Keywords:Cellular pharmacokinetics-pharmacodynamics, pharmacokinetics-pharmacology disconnection, herbal medicines, subcellular distribution, drug transporter, metabolic enzyme, Pharmacology, behaviours, tanshinone IIA, anticancer agent, chemical constituents, toxicological evaluations, therapeutic
Abstract:Recently, there is a global trend of using herbal medicines to treat various chronic diseases and promote health. But the controversy
over the safety and efficacy of herbal medicines is a focus of attention, primarily because of the many unknown and unrevealed
natures of herbal medicines, which strongly restricts their application and development.
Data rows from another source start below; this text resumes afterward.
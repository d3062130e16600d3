/*!
 * TTML to plain-text extraction engine.
 *
 * - `markup`: immutable element tree and the parser that builds it
 * - `extractor`: recursive text reconstruction and whitespace normalization
 * - `transcript`: paragraph/sentence unit selection and line assembly
 * - `timestamp`: `[HH:MM:SS]` formatting and `begin` time parsing
 *
 * The engine is synchronous and holds no state between documents.
 */

pub mod markup;
pub mod extractor;
pub mod transcript;
pub mod timestamp;

pub use markup::{parse_document, MarkupNode, QName, PODCASTS_NS, TTML_NS};
pub use extractor::{extract_text, is_word_unit, normalize_whitespace};
pub use transcript::{assemble, convert, Transcript, TranscriptOptions, Unit, PARAGRAPH_SEPARATOR};
pub use timestamp::{format_timestamp, parse_time_expression};
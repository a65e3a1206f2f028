//! Input Bindings Module
//!
//! Maps physical keys to the semantic key actions the globe handlers react
//! to, so keyboard shortcuts can be remapped without touching handler logic.

use std::collections::HashMap;

use super::KeyCode;

/// Logical key actions understood by the globe input handlers.
#[derive(Debug, Clone, Copy, PartialEq, Eq, Hash)]
pub enum GlobeKeyAction {
    /// Spin the globe as if dragged left (default: ArrowLeft)
    RotateLeft,
    /// Spin the globe as if dragged right (default: ArrowRight)
    RotateRight,
    /// Tilt towards the north pole (default: ArrowUp)
    RotateUp,
    /// Tilt towards the south pole (default: ArrowDown)
    RotateDown,
    /// Zoom in one step (default: Equal)
    ZoomIn,
    /// Zoom out one step (default: Minus)
    ZoomOut,
    /// Finish the current gesture, e.g. a measurement (default: Enter)
    Confirm,
    /// Abort the current gesture (default: Escape)
    Cancel,
    /// Drop the most recent measurement point (default: Backspace)
    Undo,
}

/// Maps physical keys to globe key actions.
///
/// A key maps to at most one action. Several keys may share an action via
/// [`KeyBindings::bind_alias`], which is how the numpad variants are wired.
#[derive(Debug, Clone)]
pub struct KeyBindings {
    /// Map from physical key to logical action
    key_to_action: HashMap<KeyCode, GlobeKeyAction>,
    /// Primary key for each action (for reverse lookup and help text)
    action_to_key: HashMap<GlobeKeyAction, KeyCode>,
}

impl Default for KeyBindings {
    fn default() -> Self {
        Self::new()
    }
}

impl KeyBindings {
    /// Create a KeyBindings instance with default key mappings.
    ///
    /// Default bindings:
    /// - Arrows = Rotate
    /// - Equal / NumpadAdd = ZoomIn
    /// - Minus / NumpadSubtract = ZoomOut
    /// - Enter / NumpadEnter = Confirm
    /// - Escape = Cancel
    /// - Backspace = Undo
    pub fn new() -> Self {
        let mut bindings = Self::empty();

        bindings.bind(KeyCode::ArrowLeft, GlobeKeyAction::RotateLeft);
        bindings.bind(KeyCode::ArrowRight, GlobeKeyAction::RotateRight);
        bindings.bind(KeyCode::ArrowUp, GlobeKeyAction::RotateUp);
        bindings.bind(KeyCode::ArrowDown, GlobeKeyAction::RotateDown);
        bindings.bind(KeyCode::Equal, GlobeKeyAction::ZoomIn);
        bindings.bind_alias(KeyCode::NumpadAdd, GlobeKeyAction::ZoomIn);
        bindings.bind(KeyCode::Minus, GlobeKeyAction::ZoomOut);
        bindings.bind_alias(KeyCode::NumpadSubtract, GlobeKeyAction::ZoomOut);
        bindings.bind(KeyCode::Enter, GlobeKeyAction::Confirm);
        bindings.bind_alias(KeyCode::NumpadEnter, GlobeKeyAction::Confirm);
        bindings.bind(KeyCode::Escape, GlobeKeyAction::Cancel);
        bindings.bind(KeyCode::Backspace, GlobeKeyAction::Undo);

        bindings
    }

    /// Create a KeyBindings instance with nothing bound.
    pub fn empty() -> Self {
        Self {
            key_to_action: HashMap::new(),
            action_to_key: HashMap::new(),
        }
    }

    /// Bind a physical key as the primary key of a logical action.
    ///
    /// Any previous binding of this key is removed, as is every key
    /// previously bound to this action (aliases included).
    pub fn bind(&mut self, key: KeyCode, action: GlobeKeyAction) {
        self.unbind_key(key);
        self.unbind_action(action);

        self.key_to_action.insert(key, action);
        self.action_to_key.insert(action, key);
    }

    /// Bind an additional key to an action without replacing its primary key.
    pub fn bind_alias(&mut self, key: KeyCode, action: GlobeKeyAction) {
        self.unbind_key(key);
        self.key_to_action.insert(key, action);
        self.action_to_key.entry(action).or_insert(key);
    }

    /// Remove the binding for a specific key.
    pub fn unbind_key(&mut self, key: KeyCode) {
        if let Some(action) = self.key_to_action.remove(&key) {
            if self.action_to_key.get(&action) == Some(&key) {
                self.action_to_key.remove(&action);
                // Promote a remaining alias so reverse lookup keeps working
                if let Some((&alias, _)) = self.key_to_action.iter().find(|(_, a)| **a == action) {
                    self.action_to_key.insert(action, alias);
                }
            }
        }
    }

    /// Remove every key bound to a specific action.
    pub fn unbind_action(&mut self, action: GlobeKeyAction) {
        self.action_to_key.remove(&action);
        self.key_to_action.retain(|_, a| *a != action);
    }

    /// Get the action bound to a physical key, if any.
    pub fn get_action(&self, key: KeyCode) -> Option<GlobeKeyAction> {
        self.key_to_action.get(&key).copied()
    }

    /// Get the primary key bound to a logical action, if any.
    pub fn get_key(&self, action: GlobeKeyAction) -> Option<KeyCode> {
        self.action_to_key.get(&action).copied()
    }

    /// Get all current bindings as key-action pairs.
    pub fn all_bindings(&self) -> impl Iterator<Item = (KeyCode, GlobeKeyAction)> + '_ {
        self.key_to_action.iter().map(|(&k, &a)| (k, a))
    }
}

#[cfg(test)]
mod tests {
    use super::*;

    #[test]
    fn test_default_bindings() {
        let bindings = KeyBindings::new();

        assert_eq!(bindings.get_action(KeyCode::ArrowLeft), Some(GlobeKeyAction::RotateLeft));
        assert_eq!(bindings.get_action(KeyCode::Equal), Some(GlobeKeyAction::ZoomIn));
        assert_eq!(bindings.get_action(KeyCode::NumpadAdd), Some(GlobeKeyAction::ZoomIn));
        assert_eq!(bindings.get_action(KeyCode::Enter), Some(GlobeKeyAction::Confirm));
        assert_eq!(bindings.get_action(KeyCode::Escape), Some(GlobeKeyAction::Cancel));
        assert_eq!(bindings.get_action(KeyCode::Backspace), Some(GlobeKeyAction::Undo));
        assert_eq!(bindings.get_action(KeyCode::Space), None);
    }

    #[test]
    fn test_reverse_lookup_prefers_primary() {
        let bindings = KeyBindings::new();

        assert_eq!(bindings.get_key(GlobeKeyAction::ZoomIn), Some(KeyCode::Equal));
        assert_eq!(bindings.get_key(GlobeKeyAction::Confirm), Some(KeyCode::Enter));
    }

    #[test]
    fn test_rebind_key() {
        let mut bindings = KeyBindings::new();

        bindings.bind(KeyCode::Delete, GlobeKeyAction::Undo);

        assert_eq!(bindings.get_action(KeyCode::Backspace), None);
        assert_eq!(bindings.get_action(KeyCode::Delete), Some(GlobeKeyAction::Undo));
        assert_eq!(bindings.get_key(GlobeKeyAction::Undo), Some(KeyCode::Delete));
    }

    #[test]
    fn test_rebind_drops_aliases() {
        let mut bindings = KeyBindings::new();

        bindings.bind(KeyCode::Space, GlobeKeyAction::ZoomIn);

        assert_eq!(bindings.get_action(KeyCode::Equal), None);
        assert_eq!(bindings.get_action(KeyCode::NumpadAdd), None);
        assert_eq!(bindings.get_action(KeyCode::Space), Some(GlobeKeyAction::ZoomIn));
    }

    #[test]
    fn test_unbind_primary_promotes_alias() {
        let mut bindings = KeyBindings::new();

        bindings.unbind_key(KeyCode::Enter);

        assert_eq!(bindings.get_action(KeyCode::Enter), None);
        assert_eq!(bindings.get_key(GlobeKeyAction::Confirm), Some(KeyCode::NumpadEnter));
    }

    #[test]
    fn test_unbind_action() {
        let mut bindings = KeyBindings::new();

        bindings.unbind_action(GlobeKeyAction::Cancel);

        assert_eq!(bindings.get_action(KeyCode::Escape), None);
        assert_eq!(bindings.get_key(GlobeKeyAction::Cancel), None);
    }
}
Pharmacokinetics is a bridge linking the herbal
medicines and their pharmacological responses. It is assumed in traditional pharmacokinetics that an excellent drug should have appropriate
pharmacokinetic behaviours and its pharmacological effect is related with plasma drug concentrations. However, most herbal
medicines exhibit excellent pharmacological responses despite poor pharmacokinetic behaviours. As most drugs are intracellulartargeted,
we put forward cellular pharmacokinetic-pharmacodynamic strategy, which is focused on the intracellular fate of drugs. This
strategy could partially explain the marked pharmacological activities of herbal medicines from their intracellular pharmacokinetic behaviours,
rather than their plasma concentrations. It is a helpful complementarity to traditional pharmacokinetics, and takes a potential
role in the research and development of new herb-origined drugs. In this review, the pharmacokinetics-pharmacology disconnections of
herbal medicines (such as ginseng, berberine and danshen) are retrospected. Then our proposed cellular pharmacokineticpharmacodynamic
strategy, its characteristics, as well as its research procedures are described, followed by the subcellular distributions
of drug transporters and metabolic enzymes which are the determinants of cellular pharmacokinetics-pharmacodynamics. Finally, our
successful applications of cellular pharmacokinetic-pharmacodynamic strategy in elucidating ginsenoside Rh2 as an adjuvant agent and
tanshinone IIA as an anticancer agent are illustrated.